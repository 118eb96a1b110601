//! Domain models for spendsight
//!
//! Inputs (`Transaction`, `Budget`) are externally owned and never mutated.
//! Outputs (`RecurringPattern`, `BudgetPrediction`, `BudgetAlert`) are plain
//! serializable records with no attached behavior.

use chrono::{Months, NaiveDate};
use serde::{Deserialize, Serialize};

use crate::error::{Error, Result};

/// Category assigned when a transaction carries none.
pub const DEFAULT_CATEGORY: &str = "Other";

/// A spending transaction.
///
/// Amounts are non-negative decimals in a consistent unit across the set
/// (minor currency units). `date` is the sole ordering key.
#[derive(Debug, Clone, Serialize, Deserialize)]
pub struct Transaction {
    pub date: NaiveDate,
    pub merchant: String,
    #[serde(default, skip_serializing_if = "Option::is_none")]
    pub category: Option<String>,
    pub amount: f64,
}

impl Transaction {
    pub fn new(
        date: NaiveDate,
        merchant: impl Into<String>,
        category: Option<String>,
        amount: f64,
    ) -> Self {
        Self {
            date,
            merchant: merchant.into(),
            category,
            amount,
        }
    }

    /// Category with the documented default applied.
    pub fn category(&self) -> &str {
        self.category.as_deref().unwrap_or(DEFAULT_CATEGORY)
    }

    /// Check the input preconditions the analysis passes assume.
    ///
    /// The engine itself does not re-validate; callers that ingest untrusted
    /// data should filter with this before invoking the core.
    pub fn validate(&self) -> Result<()> {
        if self.merchant.trim().is_empty() {
            return Err(Error::InvalidTransaction(format!(
                "empty merchant on {}",
                self.date
            )));
        }
        if !self.amount.is_finite() || self.amount < 0.0 {
            return Err(Error::InvalidTransaction(format!(
                "non-negative finite amount required, got {} for {}",
                self.amount, self.merchant
            )));
        }
        Ok(())
    }
}

/// A spending target for one category in one calendar month.
#[derive(Debug, Clone, Serialize, Deserialize)]
pub struct Budget {
    pub category: String,
    pub amount: f64,
    /// Calendar-month key, e.g. "2026-08".
    pub month: String,
}

impl Budget {
    pub fn validate(&self) -> Result<()> {
        if !self.amount.is_finite() || self.amount <= 0.0 {
            return Err(Error::InvalidBudget(format!(
                "positive amount required for {}, got {}",
                self.category, self.amount
            )));
        }
        self.month_bounds()?;
        Ok(())
    }

    /// Parse the month key into (first day, last day) of the month.
    pub fn month_bounds(&self) -> Result<(NaiveDate, NaiveDate)> {
        parse_month_key(&self.month)
    }
}

/// Parse a "YYYY-MM" key into (first day, last day) of that month.
pub fn parse_month_key(key: &str) -> Result<(NaiveDate, NaiveDate)> {
    let invalid = || Error::InvalidMonthKey(key.to_string());

    let (year, month) = key.split_once('-').ok_or_else(invalid)?;
    let year: i32 = year.parse().map_err(|_| invalid())?;
    let month: u32 = month.parse().map_err(|_| invalid())?;

    let first = NaiveDate::from_ymd_opt(year, month, 1).ok_or_else(invalid)?;
    let last = first
        .checked_add_months(Months::new(1))
        .and_then(|d| d.pred_opt())
        .ok_or_else(invalid)?;
    Ok((first, last))
}

/// Recurrence class assigned from the average interval between charges.
#[derive(Debug, Clone, Copy, PartialEq, Eq, Serialize, Deserialize)]
#[serde(rename_all = "lowercase")]
pub enum Frequency {
    Weekly,
    Biweekly,
    Monthly,
    Quarterly,
}

impl Frequency {
    pub fn as_str(&self) -> &'static str {
        match self {
            Self::Weekly => "weekly",
            Self::Biweekly => "biweekly",
            Self::Monthly => "monthly",
            Self::Quarterly => "quarterly",
        }
    }

    /// Classify an average gap (in days) into a recurrence bucket.
    pub fn from_interval_days(avg_interval: f64) -> Self {
        if avg_interval <= 9.0 {
            Self::Weekly
        } else if avg_interval <= 16.0 {
            Self::Biweekly
        } else if avg_interval <= 35.0 {
            Self::Monthly
        } else {
            Self::Quarterly
        }
    }

    /// Days past the expected date before a charge counts as missed.
    pub fn grace_days(&self) -> i64 {
        match self {
            Self::Weekly => 3,
            Self::Biweekly => 5,
            Self::Monthly | Self::Quarterly => 7,
        }
    }

    /// Advance a date by one canonical period.
    ///
    /// Weekly/biweekly advance by whole days; monthly/quarterly advance by
    /// calendar months preserving the day-of-month (clamped at month end),
    /// so projections land on sensible calendar dates rather than
    /// last-date-plus-average-interval.
    pub fn advance(&self, from: NaiveDate) -> NaiveDate {
        match self {
            Self::Weekly => from + chrono::Duration::days(7),
            Self::Biweekly => from + chrono::Duration::days(14),
            Self::Monthly => from.checked_add_months(Months::new(1)).unwrap_or(from),
            Self::Quarterly => from.checked_add_months(Months::new(3)).unwrap_or(from),
        }
    }
}

impl std::str::FromStr for Frequency {
    type Err = String;

    fn from_str(s: &str) -> std::result::Result<Self, Self::Err> {
        match s.to_lowercase().as_str() {
            "weekly" => Ok(Self::Weekly),
            "biweekly" => Ok(Self::Biweekly),
            "monthly" => Ok(Self::Monthly),
            "quarterly" => Ok(Self::Quarterly),
            _ => Err(format!("Unknown frequency: {}", s)),
        }
    }
}

impl std::fmt::Display for Frequency {
    fn fmt(&self, f: &mut std::fmt::Formatter<'_>) -> std::fmt::Result {
        write!(f, "{}", self.as_str())
    }
}

/// A detected recurring-payment pattern for one merchant cluster.
#[derive(Debug, Clone, Serialize, Deserialize)]
pub struct RecurringPattern {
    pub merchant: String,
    pub category: String,
    pub average_amount: f64,
    pub frequency: Frequency,
    /// Recency-weighted average gap between charges, rounded to whole days.
    pub interval_days: i64,
    pub last_date: NaiveDate,
    pub next_expected_date: NaiveDate,
    /// 0-100 score combining interval regularity, amount regularity,
    /// and recency.
    pub confidence: f64,
    pub transactions: Vec<Transaction>,
    pub total_spent_this_year: f64,
    pub missed_payment: bool,
}

/// Budget health, ordered worst-first.
#[derive(Debug, Clone, Copy, PartialEq, Eq, Serialize, Deserialize)]
#[serde(rename_all = "lowercase")]
pub enum BudgetStatus {
    Exceeded,
    Danger,
    Warning,
    Safe,
}

impl BudgetStatus {
    pub fn as_str(&self) -> &'static str {
        match self {
            Self::Exceeded => "exceeded",
            Self::Danger => "danger",
            Self::Warning => "warning",
            Self::Safe => "safe",
        }
    }

    /// Numeric rank for worst-first sorting (lower = worse).
    pub fn rank(&self) -> u8 {
        match self {
            Self::Exceeded => 0,
            Self::Danger => 1,
            Self::Warning => 2,
            Self::Safe => 3,
        }
    }
}

impl std::str::FromStr for BudgetStatus {
    type Err = String;

    fn from_str(s: &str) -> std::result::Result<Self, Self::Err> {
        match s.to_lowercase().as_str() {
            "exceeded" => Ok(Self::Exceeded),
            "danger" => Ok(Self::Danger),
            "warning" => Ok(Self::Warning),
            "safe" => Ok(Self::Safe),
            _ => Err(format!("Unknown budget status: {}", s)),
        }
    }
}

impl std::fmt::Display for BudgetStatus {
    fn fmt(&self, f: &mut std::fmt::Formatter<'_>) -> std::fmt::Result {
        write!(f, "{}", self.as_str())
    }
}

/// Month-end projection for one budget.
#[derive(Debug, Clone, Serialize, Deserialize)]
pub struct BudgetPrediction {
    pub category: String,
    pub current_spent: f64,
    pub predicted_spent: f64,
    pub predicted_overage: f64,
    pub percentage_used: f64,
    pub days_remaining: i64,
    pub daily_average: f64,
    /// Remaining budget spread over the remaining days. Negative when the
    /// budget is already blown; that is a meaningful signal, never clamped.
    pub recommended_daily_limit: f64,
    pub status: BudgetStatus,
    pub message: String,
}

/// What triggered a budget alert.
#[derive(Debug, Clone, Copy, PartialEq, Eq, Serialize, Deserialize)]
#[serde(rename_all = "lowercase")]
pub enum AlertKind {
    Prediction,
    Threshold,
    Exceeded,
    Recommendation,
}

impl AlertKind {
    pub fn as_str(&self) -> &'static str {
        match self {
            Self::Prediction => "prediction",
            Self::Threshold => "threshold",
            Self::Exceeded => "exceeded",
            Self::Recommendation => "recommendation",
        }
    }
}

impl std::fmt::Display for AlertKind {
    fn fmt(&self, f: &mut std::fmt::Formatter<'_>) -> std::fmt::Result {
        write!(f, "{}", self.as_str())
    }
}

/// How urgent a budget alert is.
#[derive(Debug, Clone, Copy, PartialEq, Eq, Serialize, Deserialize)]
#[serde(rename_all = "lowercase")]
pub enum AlertSeverity {
    Info,
    Warning,
    Critical,
}

impl AlertSeverity {
    pub fn as_str(&self) -> &'static str {
        match self {
            Self::Info => "info",
            Self::Warning => "warning",
            Self::Critical => "critical",
        }
    }
}

impl std::fmt::Display for AlertSeverity {
    fn fmt(&self, f: &mut std::fmt::Formatter<'_>) -> std::fmt::Result {
        write!(f, "{}", self.as_str())
    }
}

/// A derived budget alert. The core only says the alert exists and what it
/// contains; escalation, notification, and persistence belong to callers.
#[derive(Debug, Clone, Serialize, Deserialize)]
pub struct BudgetAlert {
    pub category: String,
    pub kind: AlertKind,
    pub severity: AlertSeverity,
    pub title: String,
    pub message: String,
    /// Suggested budget amount or daily cap, when the alert carries one.
    #[serde(skip_serializing_if = "Option::is_none")]
    pub suggested_amount: Option<f64>,
}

• [Description of the task]
Print, without alteration, only the lines above between the one holding "let (year, month)" and the one holding "pub fn grace_days(&self)", inclusive.

• [Result]
    let (year, month) = key.split_once('-').ok_or_else(invalid)?;
    let year: i32 = year.parse().map_err(|_| invalid())?;
    let month: u32 = month.parse().map_err(|_| invalid())?;

    let first = NaiveDate::from_ymd_opt(year, month, 1).ok_or_else(invalid)?;
    let last = first
        .checked_add_months(Months::new(1))
        .and_then(|d| d.pred_opt())
        .ok_or_else(invalid)?;
    Ok((first, last))
}

/// Recurrence class assigned from the average interval between charges.
#[derive(Debug, Clone, Copy, PartialEq, Eq, Serialize, Deserialize)]
#[serde(rename_all = "lowercase")]
pub enum Frequency {
    Weekly,
    Biweekly,
    Monthly,
    Quarterly,
}

impl Frequency {
    pub fn as_str(&self) -> &'static str {
        match self {
            Self::Weekly => "weekly",
            Self::Biweekly => "biweekly",
            Self::Monthly => "monthly",
            Self::Quarterly => "quarterly",
        }
    }

    /// Classify an average gap (in days) into a recurrence bucket.
    pub fn from_interval_days(avg_interval: f64) -> Self {
        if avg_interval <= 9.0 {
            Self::Weekly
        } else if avg_interval <= 16.0 {
            Self::Biweekly
        } else if avg_interval <= 35.0 {
            Self::Monthly
        } else {
            Self::Quarterly
        }
    }

    /// Days past the expected date before a charge counts as missed.
    pub fn grace_days(&self) -> i64 {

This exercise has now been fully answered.